The Meridians(61)



At last, exhausted, they broke from the seriousness of their conversation, and for a time talked about nothing more nor less amazing than what it was to be a parent, a spouse, a part of a family. Scott's heart ached when he heard her speak of her love for Robbie, and ached still more when she spoke of her love for Kevin. And it was not that he thought his own spouse less important than his dead child; it was instead the fact that when she spoke of Kevin she spoke of a person still present, a member of her family who still lived and, as much as was possible, thrived, with her. Scott had no corresponding family member to be with him, so he twinged with the slightest hints of aching jealousy as she spoke of Kevin, of his good heart, of his typed communications that were the only and best way that he spoke to others.

At that moment, as if on cue, Kevin wandered out. They had put him to bed several hours before, and Scott almost wept when he helped the boy into his bed. Kevin was only a little bit older than Chad had been when he died, and he had not realized, in all the fading halls of his memories, how much he missed putting his son to bed.

He did cry, in fact, just a little bit, when Kevin reached up and hugged him goodnight.

But apparently the boy had not done much sleeping, for he was wandering out of his room, looking wan and thin, looking in fact as though something terrible was happening. Sensing that he needed to say something, Scott immediately grabbed the boy's laptop from where it had been sitting on the table between him and Lynette, and though he fancied it was only imagination, still he thought that he caught her looking at him with something more than gratitude for the action, stronger than gratefulness for the movement.

He felt warm at the thought.

No time to comment on it, though, for Kevin grabbed the laptop and immediately began typing.

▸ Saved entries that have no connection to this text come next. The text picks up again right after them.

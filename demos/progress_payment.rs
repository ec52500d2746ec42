use chrono::NaiveDate;
use progress_payment_engine::*;

fn main() {
    println!("🏗️  Progress Payment Demo\n");

    let mut concrete = WorkSheet::new(
        "Block A Foundation",
        "15.120.100",
        "C25/30 ready-mixed concrete",
        "m3",
        2450.0,
    );
    concrete.push_row(
        MeasurementRow::new("Footings")
            .with_dimensions(Some(12.0), Some(10.0), Some(1.0))
            .with_count(Some(1.0)),
    );
    concrete.push_row(
        MeasurementRow::new("Columns")
            .with_dimensions(Some(0.6), Some(0.6), Some(3.1))
            .with_count(Some(14.0)),
    );

    let mut walls = WorkSheet::new(
        "Ground Floor Walls",
        "Y.26.005/012",
        "13.5 brick wall",
        "m2",
        450.0,
    );
    // Zero dimensions are "not applicable", so this row is simply 500 m2
    walls.push_row(
        MeasurementRow::new("All rooms")
            .with_dimensions(Some(0.0), Some(0.0), Some(0.0))
            .with_count(Some(500.0)),
    );

    let mut previous_quantities = PreviousQuantityMap::new();
    previous_quantities.insert("15.120.100".to_string(), 80.0);
    previous_quantities.insert("Y.26.005/012".to_string(), 200.0);

    let book = PaymentBook {
        project: ProjectInfo {
            project_name: "Sample Housing Project".to_string(),
            contractor: "Demir Construction Ltd.".to_string(),
            employer: "Metropolitan Municipality".to_string(),
            period: "Progress Payment No. 2".to_string(),
            date: NaiveDate::from_ymd_opt(2024, 6, 30).unwrap(),
            signatories: ProjectInfo::default_signatories(),
        },
        sheets: vec![concrete, walls],
        previous_quantities,
        financial: FinancialConfig {
            tax_rate: 20.0,
            extra_payments: vec![LedgerLine::new("Price escalation", 0.0, 12_500.0)],
            deductions: vec![
                LedgerLine::new("Stamp duty", 1_150.0, 980.0),
                LedgerLine::new("Performance retention", 5_000.0, 4_200.0),
            ],
        },
    };

    let statement = match process_with_verification(&book, 1e-6) {
        Ok(statement) => statement,
        Err(e) => {
            eprintln!("❌ Could not produce statement: {}", e);
            return;
        }
    };

    println!("📋 Reconciliation:");
    for item in &statement.items {
        println!(
            "  {:<14} {:<30} prev {:>10.3} | current {:>10.3} | total {:>10.3} {}",
            item.code,
            item.description,
            item.previous_quantity,
            item.current_quantity,
            item.cumulative_quantity,
            item.unit
        );
    }

    for warning in &statement.warnings {
        println!("  ⚠️  {}", warning);
    }

    println!("\n💰 Cover page:");
    println!(
        "  {:<22} {:>14} {:>14} {:>14}",
        "", "General", "Previous", "Current"
    );
    for (name, value) in statement.rollup.fields() {
        println!(
            "  {:<22} {:>14.2} {:>14.2} {:>14.2}",
            name,
            round_to(value.general(), 2),
            round_to(value.previous(), 2),
            round_to(value.current(), 2)
        );
    }

    if let Err(e) = require_non_negative_net_payable(&statement.rollup) {
        println!("\n⚠️  {}", e);
    }
}
mod engine;
mod openlayers;
pub mod scale;

pub use engine::*;
pub use openlayers::OlMap;
use crate::layers::{FeatureInfoParams, LayerRole};
use crate::measure::{SketchEvent, SketchKind};
use crate::types::{Coordinate, MapClick, ViewState};

/// Key of a registered single-click listener.
#[derive(Debug, Clone, Copy, PartialEq, Eq, Hash, PartialOrd, Ord)]
pub struct ListenerKey(pub u32);

/// A running draw interaction together with its scratch vector layer.
#[derive(Debug, Clone, Copy, PartialEq, Eq, Hash, PartialOrd, Ord)]
pub struct SketchHandle(pub u32);

/// A measurement tooltip overlay.
#[derive(Debug, Clone, Copy, PartialEq, Eq, Hash, PartialOrd, Ord)]
pub struct TooltipHandle(pub u32);

/// Everything the portal asks of the map library.
///
/// All methods take `&self`; implementations use interior mutability so the
/// engine can be shared as `Rc<dyn MapEngine>` by the tools and handlers
/// may call back into it while being dispatched.
pub trait MapEngine {
    fn set_layer_visible(&self, role: LayerRole, visible: bool);

    /// Current resolution and projection of the view.
    fn view_state(&self) -> ViewState;

    /// GetFeatureInfo URL of a WMS layer for a click, built by the layer's
    /// source. `None` when the layer has no such source or the click falls
    /// outside its tile grid.
    fn feature_info_url(
        &self,
        role: LayerRole,
        click: &MapClick,
        params: &FeatureInfoParams,
    ) -> Option<String>;

    fn listen_single_click(&self, handler: Box<dyn FnMut(MapClick)>) -> ListenerKey;

    fn unlisten(&self, key: ListenerKey);

    /// Move the identify popup; `None` hides it.
    fn set_popup_position(&self, position: Option<Coordinate>);

    /// Add a draw interaction with its own scratch layer.
    fn begin_sketch(&self, kind: SketchKind, handler: Box<dyn FnMut(SketchEvent)>)
        -> SketchHandle;

    /// Remove the draw interaction and its scratch layer.
    fn end_sketch(&self, handle: SketchHandle);

    /// A new live tooltip (`tooltip tooltip-measure`, offset `[0, -15]`).
    fn create_tooltip(&self) -> TooltipHandle;

    fn update_tooltip(&self, tooltip: TooltipHandle, text: &str, position: Coordinate);

    /// Turn a live tooltip into a static label (`tooltip tooltip-static`, offset `[0, -7]`).
    fn freeze_tooltip(&self, tooltip: TooltipHandle);

    fn remove_tooltip(&self, tooltip: TooltipHandle);

    /// The rendered map as a `data:image/png` URL.
    fn snapshot_png(&self) -> Option<String>;
}

#[cfg(test)]
pub mod fake {
    use std::cell::{Cell, RefCell};
    use std::collections::{BTreeMap, BTreeSet};

    use super::*;
    use crate::types::Projection;

    #[derive(Debug, Clone, PartialEq)]
    pub struct FakeTooltip {
        pub text: String,
        pub position: Option<Coordinate>,
        pub frozen: bool,
    }

    /// In-memory engine that records what the tools did to it.
    pub struct FakeEngine {
        next_id: Cell<u32>,
        pub view: Cell<ViewState>,
        pub visible: RefCell<BTreeMap<LayerRole, bool>>,
        pub popup: Cell<Option<Coordinate>>,
        /// Layers whose source cannot build a feature-info URL.
        pub no_feature_info: RefCell<BTreeSet<LayerRole>>,
        clicks: RefCell<BTreeMap<ListenerKey, Box<dyn FnMut(MapClick)>>>,
        sketches: RefCell<BTreeMap<SketchHandle, (SketchKind, Box<dyn FnMut(SketchEvent)>)>>,
        pub tooltips: RefCell<BTreeMap<TooltipHandle, FakeTooltip>>,
    }

    impl FakeEngine {
        pub fn new() -> Self {
            Self {
                next_id: Cell::new(1),
                view: Cell::new(ViewState {
                    resolution: 305.748_113_140_705_4,
                    projection: Projection::WebMercator,
                }),
                visible: RefCell::new(BTreeMap::new()),
                popup: Cell::new(None),
                no_feature_info: RefCell::new(BTreeSet::new()),
                clicks: RefCell::new(BTreeMap::new()),
                sketches: RefCell::new(BTreeMap::new()),
                tooltips: RefCell::new(BTreeMap::new()),
            }
        }

        fn next(&self) -> u32 {
            let id = self.next_id.get();
            self.next_id.set(id + 1);
            id
        }

        pub fn listener_count(&self) -> usize {
            self.clicks.borrow().len()
        }

        pub fn sketch_count(&self) -> usize {
            self.sketches.borrow().len()
        }

        pub fn sketch_kind(&self) -> Option<SketchKind> {
            self.sketches.borrow().values().next().map(|(kind, _)| *kind)
        }

        pub fn tooltip_count(&self) -> usize {
            self.tooltips.borrow().len()
        }

        pub fn frozen_tooltips(&self) -> Vec<FakeTooltip> {
            self.tooltips
                .borrow()
                .values()
                .filter(|t| t.frozen)
                .cloned()
                .collect()
        }

        pub fn live_tooltip(&self) -> Option<FakeTooltip> {
            self.tooltips.borrow().values().find(|t| !t.frozen).cloned()
        }

        /// Deliver a click to every listener.
        pub fn click(&self, coordinate: Coordinate) {
            let click = MapClick {
                coordinate,
                view: self.view.get(),
            };
            let keys: Vec<ListenerKey> = self.clicks.borrow().keys().copied().collect();
            for key in keys {
                // handlers may unlisten while running, so take them out first
                let handler = self.clicks.borrow_mut().remove(&key);
                if let Some(mut handler) = handler {
                    handler(click);
                    self.clicks.borrow_mut().insert(key, handler);
                }
            }
        }

        /// Deliver a draw event to every running sketch.
        pub fn sketch(&self, event: SketchEvent) {
            let handles: Vec<SketchHandle> = self.sketches.borrow().keys().copied().collect();
            for handle in handles {
                let entry = self.sketches.borrow_mut().remove(&handle);
                if let Some((kind, mut handler)) = entry {
                    handler(event.clone());
                    self.sketches.borrow_mut().insert(handle, (kind, handler));
                }
            }
        }
    }

    impl MapEngine for FakeEngine {
        fn set_layer_visible(&self, role: LayerRole, visible: bool) {
            self.visible.borrow_mut().insert(role, visible);
        }

        fn view_state(&self) -> ViewState {
            self.view.get()
        }

        fn feature_info_url(
            &self,
            role: LayerRole,
            click: &MapClick,
            params: &FeatureInfoParams,
        ) -> Option<String> {
            if self.no_feature_info.borrow().contains(&role) {
                return None;
            }
            Some(format!(
                "/geoserver/wms?REQUEST=GetFeatureInfo&LAYERS={}&INFO_FORMAT={}&FEATURE_COUNT={}&X={}&Y={}",
                role.id(),
                params.info_format,
                params.feature_count,
                click.coordinate.x,
                click.coordinate.y
            ))
        }

        fn listen_single_click(&self, handler: Box<dyn FnMut(MapClick)>) -> ListenerKey {
            let key = ListenerKey(self.next());
            self.clicks.borrow_mut().insert(key, handler);
            key
        }

        fn unlisten(&self, key: ListenerKey) {
            self.clicks.borrow_mut().remove(&key);
        }

        fn set_popup_position(&self, position: Option<Coordinate>) {
            self.popup.set(position);
        }

        fn begin_sketch(
            &self,
            kind: SketchKind,
            handler: Box<dyn FnMut(SketchEvent)>,
        ) -> SketchHandle {
            let handle = SketchHandle(self.next());
            self.sketches.borrow_mut().insert(handle, (kind, handler));
            handle
        }

        fn end_sketch(&self, handle: SketchHandle) {
            self.sketches.borrow_mut().remove(&handle);
        }

        fn create_tooltip(&self) -> TooltipHandle {
            let handle = TooltipHandle(self.next());
            self.tooltips.borrow_mut().insert(
                handle,
                FakeTooltip {
                    text: String::new(),
                    position: None,
                    frozen: false,
                },
            );
            handle
        }

        fn update_tooltip(&self, tooltip: TooltipHandle, text: &str, position: Coordinate) {
            if let Some(t) = self.tooltips.borrow_mut().get_mut(&tooltip) {
                t.text = text.to_string();
                t.position = Some(position);
            }
        }

        fn freeze_tooltip(&self, tooltip: TooltipHandle) {
            if let Some(t) = self.tooltips.borrow_mut().get_mut(&tooltip) {
                t.frozen = true;
            }
        }

        fn remove_tooltip(&self, tooltip: TooltipHandle) {
            self.tooltips.borrow_mut().remove(&tooltip);
        }

        fn snapshot_png(&self) -> Option<String> {
            Some("data:image/png;base64,AAAA".to_string())
        }
    }
}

"It's all wrong," he wrote.

"What is, honey?" asked Lynette, and just as he had missed putting his son to bed, so now Scott realized that he missed the sight of a mother longing to aid her son, of a woman who existed primarily - if not only - to care for another.

"It's all wrong," he wrote again.

"What is, baby?" she repeated. "What's all wrong?"

"It's all wrong. It's all wrong. It's all wrong."

Scott could sense Lynette growing frustrated, and raised his hand, looking for all the world like one of his students who needed a pee break.

"For goodness' sake, we're not in school," she said. "You can speak without raising your hand."

"I just...you said that Kevin gets overwhelmed more easily when he's agitated."

"Yes, so?"

"Well, what if your asking is overwhelming him? I mean, he's certainly agitated."

Lynette looked stricken. Again, the mothering instinct was surfacing harder than a whale breaching the waves after staying too long underwater.

"Can I try something?" he asked.

"Please."

He looked away from Kevin, and said, "Kevin, I'm going to ask you a question." He knew from what he had observed and from what Lynette had told him over the course of the night that looking at him while he was distressed would be a mistake, just as doing what he was about to try without warning him would likely bear only disastrous results.

He heard typing, and glanced at the computer. "It's all wrong. It's all wrong." The same thing, over and over.

"I know it is, bud, I know it is, and we want to help, but first I've got to do something."

And with that, Scott reached out and, slowly, took the keyboard from Kevin's tight grasp. He almost had to pry the boy's fingers away, but he firmly removed the computer from Kevin's hands and held it in his own.

"What are you doing?" Lynette demanded, and he heard more than a trace of vinegar in her voice. Again, though, he could hardly blame her: he was taking away Kevin's only mode of regular conversation - or at least, so it seemed.

But that was not Scott's intent. He looked at Lynette with an arched eyebrow. "Trust me," he whispered.

Then, slowly, he typed something on Kevin's keyboard and then returned it to the boy.

"What's wrong?" it said, the cursor blinking steadily next to the question mark.

Kevin looked at the sentence - probably the first one that anyone other than him had ever entered on his computer - for a long time, and Scott began to worry that perhaps his plan had backfired. He didn't know what he would do if it turned out that, instead of helping the boy to talk, he had stolen his only voice.

Apparently Lynette was worried about the same thing, for she began, "Scott, I don't think that -"

Then she stopped midsentence, as Kevin began to type. His fingers, long since grown proficient on the keyboard, practically flew across the black lettered tiles, typing a response so quickly that Scott was amazed. If nothing else, he could see that the boy was a prodigy at typing, and could probably get a job even now at any software company that needed high-volume data entry done.

What Kevin was doing was not mere data entry, however. At least, it didn't seem so, because every so often he would pause as though thinking of the next phrase, then would resume his lightning clickety-clack.

Scott felt something on his arm and looked down. It was Lynette's hand. "Oh God, please let this work," she murmured. Scott couldn't imagine what she was feeling right now. What if this was in reality a truly effective way of communicating with her boy? What if Scott had just opened the doors to real communication between mother and son, simply by inputting the question on the computer rather than asking it aloud?